I feel like im getting really close to this being over, but there are still some things I cant shake from my mind. One is that will it really feel like its over or is that something I shouldnt be looking for, will the thoughts stop coming, etc. Just obsessing about how good it can get still. My anxiety is so much more manageable, and when its low I feel the thoughts are 'probably' not true, but there is never that 'sure' feeling. They still come alot, and I know the goal isnt to get rid of the thoughts, but it would be nice if they came say just every now and then instead of everyday throughout the day. Im starting to feel like the old me, but not quite like my family's back. Is it reasonable to have the goal of feeling that way again? I guess part of me doesnt want to get my hopes up too high for recovery if it isnt going to be what I imagined. For the people that have gotten over solipsism how much better did it eventually get?


----------



## Hosscat (Oct 23, 2012)

Thanks Selig, im guessing its just going to be a slow process of feeling sure its not true than a sudden 'realization'. I know when im not thinking about it life is normal, so I worry ill always have the thought for the rest of my life to deal with.

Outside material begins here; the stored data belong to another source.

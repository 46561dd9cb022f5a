//! Reader for the YAML subset used in `SKILL.md` frontmatter.
//!
//! Supported: `key: value` scalars (bare, single- or double-quoted),
//! booleans, null, numbers, inline lists `[a, b]`, block lists of
//! scalars, block lists of maps, and nested maps by indentation. The
//! result is a JSON object so it can be deserialized with serde.

use serde_json::{Map, Number, Value};

/// Split a document into `(frontmatter, body)`. Documents without a
/// leading `---` line have no frontmatter.
pub fn split(document: &str) -> Result<(Option<&str>, &str), String> {
    let trimmed = document.trim_start_matches('\u{feff}');
    let Some(rest) = trimmed
        .strip_prefix("---\n")
        .or_else(|| trimmed.strip_prefix("---\r\n"))
    else {
        return Ok((None, trimmed));
    };

    let mut offset = 0;
    for line in rest.split_inclusive('\n') {
        if line.trim_end() == "---" {
            let body = &rest[offset + line.len()..];
            return Ok((Some(&rest[..offset]), body));
        }
        offset += line.len();
    }
    Err("frontmatter is not closed by a '---' line".into())
}

struct Line<'a> {
    number: usize,
    indent: usize,
    text: &'a str,
}

pub fn parse(source: &str) -> Result<Map<String, Value>, String> {
    let lines: Vec<Line<'_>> = source
        .lines()
        .enumerate()
        .filter_map(|(i, raw)| {
            let text = raw.trim_end();
            let content = text.trim_start();
            if content.is_empty() || content.starts_with('#') {
                return None;
            }
            Some(Line {
                number: i + 1,
                indent: text.len() - content.len(),
                text: content,
            })
        })
        .collect();

    let mut pos = 0;
    let map = parse_map(&lines, &mut pos, 0)?;
    if let Some(line) = lines.get(pos) {
        return Err(format!("line {}: unexpected indentation", line.number));
    }
    Ok(map)
}

fn is_list_item(text: &str) -> bool {
    text == "-" || text.starts_with("- ")
}

/// `key: rest` or `key:`. Quoted scalars and inline lists are never keys.
fn split_key(text: &str) -> Option<(&str, &str)> {
    if text.starts_with(['"', '\'', '[', '{']) {
        return None;
    }
    if let Some(key) = text.strip_suffix(':') {
        return Some((key.trim(), ""));
    }
    text.split_once(": ").map(|(k, v)| (k.trim(), v.trim()))
}

fn parse_map(lines: &[Line<'_>], pos: &mut usize, indent: usize) -> Result<Map<String, Value>, String> {
    let mut map = Map::new();
    while let Some(line) = lines.get(*pos) {
        if line.indent < indent || (line.indent == indent && is_list_item(line.text)) {
            break;
        }
        if line.indent > indent {
            return Err(format!("line {}: unexpected indentation", line.number));
        }
        let (key, rest) = split_key(line.text)
            .ok_or_else(|| format!("line {}: expected 'key: value'", line.number))?;
        *pos += 1;
        let value = parse_entry(rest, lines, pos, indent)?;
        map.insert(key.to_string(), value);
    }
    Ok(map)
}

/// The value of an entry whose key sits at `indent`: inline, or a nested
/// block on the following lines.
fn parse_entry(rest: &str, lines: &[Line<'_>], pos: &mut usize, indent: usize) -> Result<Value, String> {
    if !rest.is_empty() {
        return Ok(scalar(rest));
    }
    match lines.get(*pos) {
        Some(next) if next.indent > indent => {
            if is_list_item(next.text) {
                parse_list(lines, pos, next.indent).map(Value::Array)
            } else {
                parse_map(lines, pos, next.indent).map(Value::Object)
            }
        }
        // `key:` followed by `- item` at the same indentation.
        Some(next) if next.indent == indent && is_list_item(next.text) => {
            parse_list(lines, pos, indent).map(Value::Array)
        }
        _ => Ok(Value::Null),
    }
}

fn parse_list(lines: &[Line<'_>], pos: &mut usize, indent: usize) -> Result<Vec<Value>, String> {
    let mut items = Vec::new();
    while let Some(line) = lines.get(*pos) {
        if line.indent != indent || !is_list_item(line.text) {
            break;
        }
        let item = line.text[1..].trim_start();
        // Column of the item's first character.
        let item_indent = indent + (line.text.len() - item.len());
        *pos += 1;

        if item.is_empty() {
            items.push(parse_entry("", lines, pos, indent)?);
            continue;
        }
        match split_key(item) {
            Some((key, rest)) => {
                let mut map = Map::new();
                map.insert(key.to_string(), parse_entry(rest, lines, pos, item_indent)?);
                if lines.get(*pos).is_some_and(|l| l.indent == item_indent) {
                    map.extend(parse_map(lines, pos, item_indent)?);
                }
                items.push(Value::Object(map));
            }
            None => items.push(scalar(item)),
        }
    }
    Ok(items)
}

fn strip_comment(text: &str) -> &str {
    match text.find(" #") {
        Some(i) => text[..i].trim_end(),
        None => text,
    }
}

fn unquote(text: &str) -> Option<String> {
    let inner = text
        .strip_prefix('"')
        .and_then(|t| t.strip_suffix('"'))
        .map(|t| t.replace("\\\"", "\"").replace("\\n", "\n"));
    inner.or_else(|| {
        text.strip_prefix('\'')
            .and_then(|t| t.strip_suffix('\''))
            .map(|t| t.replace("''", "'"))
    })
}

fn scalar(text: &str) -> Value {
    let text = text.trim();
    if let Some(s) = unquote(text) {
        return Value::String(s);
    }
    if let Some(inner) = text.strip_prefix('[').and_then(|t| t.strip_suffix(']')) {
        return Value::Array(split_inline(inner).into_iter().map(scalar).collect());
    }
    let text = strip_comment(text);
    match text {
        "true" | "True" | "yes" => return Value::Bool(true),
        "false" | "False" | "no" => return Value::Bool(false),
        "null" | "~" | "" => return Value::Null,
        _ => {}
    }
    if let Ok(i) = text.parse::<i64>() {
        return Value::from(i);
    }
    if let Some(n) = text.parse::<f64>().ok().and_then(Number::from_f64) {
        return Value::Number(n);
    }
    Value::String(text.to_string())
}

/// Split the inside of `[...]` on commas outside quotes.
fn split_inline(inner: &str) -> Vec<&str> {
    let mut parts = Vec::new();
    let mut quote: Option<char> = None;
    let mut start = 0;
    for (i, c) in inner.char_indices() {
        match (quote, c) {
            (None, '"' | '\'') => quote = Some(c),
            (Some(q), c) if c == q => quote = None,
            (None, ',') => {
                parts.push(inner[start..i].trim());
                start = i + 1;
            }
            _ => {}
        }
    }
    let last = inner[start..].trim();
    if !last.is_empty() {
        parts.push(last);
    }
    parts
}

#[cfg(test)]
mod tests {
    use super::*;
    use serde_json::json;

    #[test]
    fn splits_frontmatter_from_body() {
        let (front, body) = split("---\nname: x\n---\n# Title\n").unwrap();
        assert_eq!(front, Some("name: x\n"));
        assert_eq!(body, "# Title\n");

        let (front, body) = split("# No frontmatter").unwrap();
        assert!(front.is_none());
        assert_eq!(body, "# No frontmatter");

        assert!(split("---\nname: x\n").is_err());
    }

    #[test]
    fn scalars_and_inline_lists() {
        let map = parse(
            "name: code-review\n\
             description: \"Review: the diff\"\n\
             version: 1.2\n\
             fork_mode: false\n\
             tags: [rust, 'code review', 3]\n\
             author: Jane # maintainer\n",
        )
        .unwrap();
        assert_eq!(map["name"], "code-review");
        assert_eq!(map["description"], "Review: the diff");
        assert_eq!(map["version"], json!(1.2));
        assert_eq!(map["fork_mode"], false);
        assert_eq!(map["tags"], json!(["rust", "code review", 3]));
        assert_eq!(map["author"], "Jane");
    }

    #[test]
    fn block_lists_of_scalars_and_maps() {
        let map = parse(
            "tags:\n\
             \x20 - git\n\
             \x20 - vcs\n\
             variables:\n\
             \x20 - name: branch\n\
             \x20   type: string\n\
             \x20   required: true\n\
             \x20   pattern: \"^[a-z/-]+$\"\n\
             \x20 - name: count\n\
             \x20   type: integer\n\
             \x20   default: 3\n",
        )
        .unwrap();
        assert_eq!(map["tags"], json!(["git", "vcs"]));
        assert_eq!(
            map["variables"],
            json!([
                {"name": "branch", "type": "string", "required": true, "pattern": "^[a-z/-]+$"},
                {"name": "count", "type": "integer", "default": 3}
            ])
        );
    }

    #[test]
    fn list_at_key_indentation() {
        let map = parse("tags:\n- a\n- b\nname: x\n").unwrap();
        assert_eq!(map["tags"], json!(["a", "b"]));
        assert_eq!(map["name"], "x");
    }

    #[test]
    fn nested_map() {
        let map = parse("meta:\n  owner: ops\n  tier: 2\n").unwrap();
        assert_eq!(map["meta"], json!({"owner": "ops", "tier": 2}));
    }

    #[test]
    fn rejects_stray_indentation() {
        let err = parse("name: x\n   oops: y\n").unwrap_err();
        assert!(err.contains("line 2"));
    }
}
//! Process-wide provider holder.
//!
//! The engine and services take their providers by injection. This holder
//! exists for call sites that cannot thread them through; concurrent
//! readers see whichever set was initialized last.

use crate::llm::{Embedder, Generator, Retriever};
use std::sync::{Arc, RwLock};

/// The collaborator capabilities available to the process.
#[derive(Clone)]
pub struct ProviderSet {
    pub generator: Arc<dyn Generator>,
    pub embedder: Option<Arc<dyn Embedder>>,
    pub retriever: Option<Arc<dyn Retriever>>,
}

impl ProviderSet {
    pub fn new(generator: Arc<dyn Generator>) -> Self {
        Self {
            generator,
            embedder: None,
            retriever: None,
        }
    }

    pub fn with_embedder(mut self, embedder: Arc<dyn Embedder>) -> Self {
        self.embedder = Some(embedder);
        self
    }

    pub fn with_retriever(mut self, retriever: Arc<dyn Retriever>) -> Self {
        self.retriever = Some(retriever);
        self
    }
}

impl std::fmt::Debug for ProviderSet {
    fn fmt(&self, f: &mut std::fmt::Formatter<'_>) -> std::fmt::Result {
        f.debug_struct("ProviderSet")
            .field("generator", &self.generator.name())
            .field("embedder", &self.embedder.is_some())
            .field("retriever", &self.retriever.is_some())
            .finish()
    }
}

static PROVIDERS: RwLock<Option<Arc<ProviderSet>>> = RwLock::new(None);

/// Install `set` as the process-wide providers, replacing any previous set.
pub fn initialize(set: ProviderSet) {
    let mut slot = PROVIDERS.write().unwrap_or_else(|poisoned| poisoned.into_inner());
    tracing::debug!(generator = set.generator.name(), "Initialized process-wide providers");
    *slot = Some(Arc::new(set));
}

/// The current provider set, if initialized.
pub fn current() -> Option<Arc<ProviderSet>> {
    PROVIDERS
        .read()
        .unwrap_or_else(|poisoned| poisoned.into_inner())
        .clone()
}

/// Drop the process-wide providers. Callers holding an `Arc` keep theirs.
pub fn shutdown() {
    let mut slot = PROVIDERS.write().unwrap_or_else(|poisoned| poisoned.into_inner());
    *slot = None;
}
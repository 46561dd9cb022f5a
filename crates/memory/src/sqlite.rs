//! SQLite memory and entity stores.
//!
//! One database file with two tables:
//! - `memories`: memory records, embeddings as little-endian f32 blobs
//! - `entities`: entity records keyed by lowercased name
//!
//! Similarity is computed in-process over the rows of the requested scope.

use crate::in_memory::merge_entity;
use crate::vector;
use async_trait::async_trait;
use chrono::{DateTime, SecondsFormat, Utc};
use rago_core::error::MemoryError;
use rago_core::memory::{
    Entity, EntityStore, Memory, MemoryMetadata, MemoryQuery, MemoryScope, MemoryStore,
    MemoryType, ScoredMemory,
};
use sqlx::sqlite::{SqliteConnectOptions, SqliteJournalMode, SqlitePoolOptions, SqliteRow, SqliteSynchronous};
use sqlx::{Row, SqlitePool};
use std::str::FromStr;
use tracing::{debug, info};

/// Open a pool with WAL journaling. In-memory databases get a single
/// connection so every query sees the same database.
pub(crate) async fn open_pool(path: &str) -> Result<SqlitePool, MemoryError> {
    let url = if path.starts_with("sqlite:") {
        path.to_string()
    } else {
        format!("sqlite://{path}")
    };
    let options = SqliteConnectOptions::from_str(&url)
        .map_err(|e| MemoryError::Storage(format!("Invalid SQLite path: {e}")))?
        .create_if_missing(true)
        .journal_mode(SqliteJournalMode::Wal)
        .synchronous(SqliteSynchronous::Normal);

    let pool = if path.contains(":memory:") {
        SqlitePoolOptions::new()
            .max_connections(1)
            .idle_timeout(None)
            .max_lifetime(None)
    } else {
        SqlitePoolOptions::new().max_connections(4)
    };
    pool.connect_with(options)
        .await
        .map_err(|e| MemoryError::Storage(format!("Failed to open SQLite: {e}")))
}

/// Serialize timestamps with a fixed precision so text order is time order.
fn timestamp(at: &DateTime<Utc>) -> String {
    at.to_rfc3339_opts(SecondsFormat::Micros, true)
}

fn parse_timestamp(raw: &str) -> DateTime<Utc> {
    DateTime::parse_from_rfc3339(raw)
        .map(|dt| dt.with_timezone(&Utc))
        .unwrap_or_else(|_| Utc::now())
}

fn embedding_to_blob(embedding: &[f32]) -> Vec<u8> {
    embedding.iter().flat_map(|f| f.to_le_bytes()).collect()
}

fn blob_to_embedding(blob: &[u8]) -> Vec<f32> {
    blob.chunks_exact(4)
        .map(|chunk| f32::from_le_bytes([chunk[0], chunk[1], chunk[2], chunk[3]]))
        .collect()
}

/// WHERE clause and optional bind for a scope.
fn scope_clause(scope: &MemoryScope) -> (&'static str, Option<&str>) {
    match scope {
        MemoryScope::Global => ("session_id IS NULL AND memory_type != 'entity'", None),
        MemoryScope::Session(id) => ("session_id = ? AND memory_type != 'entity'", Some(id.as_str())),
        MemoryScope::Entity => ("memory_type = 'entity'", None),
        MemoryScope::Any => ("1 = 1", None),
    }
}

fn column<'r, T>(row: &'r SqliteRow, name: &str) -> Result<T, MemoryError>
where
    T: sqlx::Decode<'r, sqlx::Sqlite> + sqlx::Type<sqlx::Sqlite>,
{
    row.try_get(name)
        .map_err(|e| MemoryError::QueryFailed(format!("{name} column: {e}")))
}

pub struct SqliteMemoryStore {
    pool: SqlitePool,
}

impl SqliteMemoryStore {
    /// Open (or create) the database at `path`. Pass `":memory:"` for an
    /// ephemeral database.
    pub async fn new(path: &str) -> Result<Self, MemoryError> {
        let pool = open_pool(path).await?;
        let store = Self::from_pool(pool).await?;
        info!("SQLite memory store initialized at {path}");
        Ok(store)
    }

    pub async fn from_pool(pool: SqlitePool) -> Result<Self, MemoryError> {
        let store = Self { pool };
        store.run_migrations().await?;
        Ok(store)
    }

    /// An entity store over the same database.
    pub async fn entity_store(&self) -> Result<SqliteEntityStore, MemoryError> {
        SqliteEntityStore::from_pool(self.pool.clone()).await
    }

    async fn run_migrations(&self) -> Result<(), MemoryError> {
        sqlx::query(
            r#"
            CREATE TABLE IF NOT EXISTS memories (
                id            TEXT PRIMARY KEY,
                session_id    TEXT,
                memory_type   TEXT NOT NULL,
                content       TEXT NOT NULL,
                embedding     BLOB,
                importance    REAL NOT NULL DEFAULT 0.5,
                access_count  INTEGER NOT NULL DEFAULT 0,
                last_accessed TEXT NOT NULL,
                created_at    TEXT NOT NULL,
                metadata      TEXT NOT NULL DEFAULT '{}'
            )
            "#,
        )
        .execute(&self.pool)
        .await
        .map_err(|e| MemoryError::MigrationFailed(format!("memories table: {e}")))?;

        sqlx::query("CREATE INDEX IF NOT EXISTS idx_memories_session ON memories(session_id)")
            .execute(&self.pool)
            .await
            .map_err(|e| MemoryError::MigrationFailed(format!("session index: {e}")))?;

        sqlx::query("CREATE INDEX IF NOT EXISTS idx_memories_created_at ON memories(created_at DESC)")
            .execute(&self.pool)
            .await
            .map_err(|e| MemoryError::MigrationFailed(format!("created_at index: {e}")))?;

        debug!("SQLite memory migrations complete");
        Ok(())
    }

    fn row_to_memory(row: &SqliteRow) -> Result<Memory, MemoryError> {
        let raw_type: String = column(row, "memory_type")?;
        let memory_type = MemoryType::parse(&raw_type)
            .ok_or_else(|| MemoryError::QueryFailed(format!("unknown memory type '{raw_type}'")))?;
        let embedding: Option<Vec<u8>> = column(row, "embedding")?;
        let metadata: String = column(row, "metadata")?;
        let access_count: i64 = column(row, "access_count")?;
        let importance: f64 = column(row, "importance")?;
        let last_accessed: String = column(row, "last_accessed")?;
        let created_at: String = column(row, "created_at")?;

        Ok(Memory {
            id: column(row, "id")?,
            session_id: column(row, "session_id")?,
            memory_type,
            content: column(row, "content")?,
            embedding: embedding.as_deref().map(blob_to_embedding),
            importance: importance as f32,
            access_count: access_count.max(0) as u64,
            last_accessed: parse_timestamp(&last_accessed),
            created_at: parse_timestamp(&created_at),
            metadata: serde_json::from_str::<MemoryMetadata>(&metadata).unwrap_or_default(),
        })
    }

    async fn scoped_rows(&self, scope: &MemoryScope, limit: Option<usize>) -> Result<Vec<Memory>, MemoryError> {
        let (clause, bind) = scope_clause(scope);
        let sql = match limit {
            Some(_) => format!("SELECT * FROM memories WHERE {clause} ORDER BY created_at DESC LIMIT ?"),
            None => format!("SELECT * FROM memories WHERE {clause}"),
        };
        let mut query = sqlx::query(&sql);
        if let Some(value) = bind {
            query = query.bind(value);
        }
        if let Some(limit) = limit {
            query = query.bind(limit as i64);
        }
        let rows = query
            .fetch_all(&self.pool)
            .await
            .map_err(|e| MemoryError::QueryFailed(format!("scope scan: {e}")))?;
        rows.iter().map(Self::row_to_memory).collect()
    }
}
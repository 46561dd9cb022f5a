//! Long-term memory for rago.
//!
//! [`MemoryService`] sits on a [`MemoryStore`](rago_core::MemoryStore) and an
//! [`EntityStore`](rago_core::EntityStore). Backends: in-memory, and SQLite
//! behind the default `sqlite` feature.

pub mod in_memory;
pub mod service;
pub mod vector;

#[cfg(feature = "sqlite")]
pub mod sqlite;

pub use in_memory::{InMemoryEntityStore, InMemoryMemoryStore};
pub use service::{MemoryService, Retrieved, render_context};
pub use vector::cosine_similarity;

#[cfg(feature = "sqlite")]
pub use sqlite::{SqliteEntityStore, SqliteMemoryStore};
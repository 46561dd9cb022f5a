//! `rago memory`: Memory queries.

use async_trait::async_trait;
use rago_config::AppConfig;
use rago_core::error::LlmError;
use rago_core::llm::{GenerateOptions, Generation, Generator, StructuredGeneration, ToolDefinition};
use rago_core::memory::MemoryScope;
use rago_core::message::Message;
use rago_memory::MemoryService;
use serde_json::Value;
use std::sync::Arc;

/// Stands in for an LLM; searching memory never asks for one.
struct NoGenerator;

#[async_trait]
impl Generator for NoGenerator {
    fn name(&self) -> &str {
        "none"
    }

    async fn generate(&self, _prompt: &str, _opts: &GenerateOptions) -> Result<String, LlmError> {
        Err(unavailable())
    }

    async fn generate_with_tools(
        &self,
        _messages: &[Message],
        _tools: &[ToolDefinition],
        _opts: &GenerateOptions,
    ) -> Result<Generation, LlmError> {
        Err(unavailable())
    }

    async fn generate_structured(
        &self,
        _prompt: &str,
        _schema: &Value,
        _opts: &GenerateOptions,
    ) -> Result<StructuredGeneration, LlmError> {
        Err(unavailable())
    }
}

fn unavailable() -> LlmError {
    LlmError::Unsupported("the CLI has no LLM provider".into())
}

pub async fn search(config: &AppConfig, query: &str, limit: usize) -> Result<(), Box<dyn std::error::Error>> {
    let service = MemoryService::from_config(&config.memory, Arc::new(NoGenerator))
        .await
        .map_err(|e| format!("Failed to open memory: {e}"))?;

    println!("Searching memories for: \"{query}\"");
    println!();

    let hits = service.search(query, MemoryScope::Any, limit).await?;
    if hits.is_empty() {
        println!("  No memories found.");
    }
    for (i, hit) in hits.iter().enumerate() {
        let memory = &hit.memory;
        let content: String = memory.content.chars().take(80).collect();
        println!(
            "  {:>2}. [{}] [score: {:.2}, importance: {:.2}] {content}",
            i + 1,
            memory.memory_type,
            hit.score,
            memory.importance
        );
        if !memory.metadata.tags.is_empty() {
            println!("      tags: {}", memory.metadata.tags.join(", "));
        }
        if let Some(session) = &memory.session_id {
            println!("      session: {session}");
        }
    }
    Ok(())
}
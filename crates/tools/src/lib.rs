//! Tool federation for rago.
//!
//! Every capability the agent can invoke is routed through one
//! [`ToolRegistry`] under a federated name:
//!
//! | Provider | Name |
//! |----------|------|
//! | Protocol server | `mcp_<server>_<tool>` |
//! | Skill | `skill_<id>` |
//! | Retrieval | `rag_query`, `rag_ingest` |
//!
//! The registry follows the server manager through [`rago_mcp::InstanceObserver`]:
//! catalogs are imported when a server reaches `running` and marked
//! unavailable when it leaves.

pub mod cache;
pub mod mcp_tool;
pub mod naming;
pub mod rag;
pub mod rate_limit;
pub mod registry;
pub mod skills;

#[cfg(any(test, feature = "testing"))]
pub mod test_helpers;

pub use mcp_tool::McpTool;
pub use rag::{RagIngestTool, RagQueryTool};
pub use registry::{ToolRegistry, ToolStats};
pub use skills::{Skill, SkillLoader, SkillTool};

use rago_core::Retriever;
use rago_core::tool::ProviderKind;
use std::sync::Arc;

/// Register the retrieval tools backed by `retriever`.
pub fn register_rag_tools(registry: &ToolRegistry, retriever: Arc<dyn Retriever>) {
    registry.register_tool(Arc::new(RagQueryTool::new(Arc::clone(&retriever))), ProviderKind::Rag);
    registry.register_tool(Arc::new(RagIngestTool::new(retriever)), ProviderKind::Rag);
}
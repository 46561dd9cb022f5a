//! The rago execution engine.
//!
//! A run follows the **ReAct** cycle:
//!
//! 1. **Route** the goal to an intent and **recall** relevant memories
//! 2. **Build context** (system prompt + session history + goal)
//! 3. **Ask the LLM** with the federated tool catalog
//! 4. **If tool calls**: dispatch them through the registry, append the
//!    observations, and loop back to step 3
//! 5. **If text only**: that is the answer; persist it and write back
//!    anything worth remembering
//!
//! The loop ends at the first text-only round, at the round cap (with a
//! partial answer), on cancellation, or on a fatal error. Plan mode drives
//! the same loop through a stored list of steps.

pub mod engine;
pub mod prompt;
pub mod router;
pub mod stream_event;

pub use engine::{Engine, RunHandle, RunOutcome, RunRequest, RunStatus};
pub use router::{RouteMatch, SemanticRouter};
pub use stream_event::{EventStream, RunEvent};
pub use tokio_util::sync::CancellationToken;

I understand having it every now and then, but im hoping to get to where one day I have it and realize I havent thought about it in a long time.


----------



## Manof_theFuture (Dec 14, 2013)

Hosscat said:


> I feel like im getting really close to this being over, but there are still some things I cant shake from my mind. One is that will it really feel like its over or is that something I shouldnt be looking for, will the thoughts stop coming, etc. Just obsessing about how good it can get still. My anxiety is so much more manageable, and when its low I feel the thoughts are 'probably' not true, but there is never that 'sure' feeling. They still come alot, and I know the goal isnt to get rid of the thoughts, but it would be nice if they came say just every now and then instead of everyday throughout the day. Im starting to feel like the old me, but not quite like my family's back. Is it reasonable to have the goal of feeling that way again? I guess part of me doesnt want to get my hopes up too high for recovery if it isnt going to be what I imagined. For the people that have gotten over solipsism how much better did it eventually get?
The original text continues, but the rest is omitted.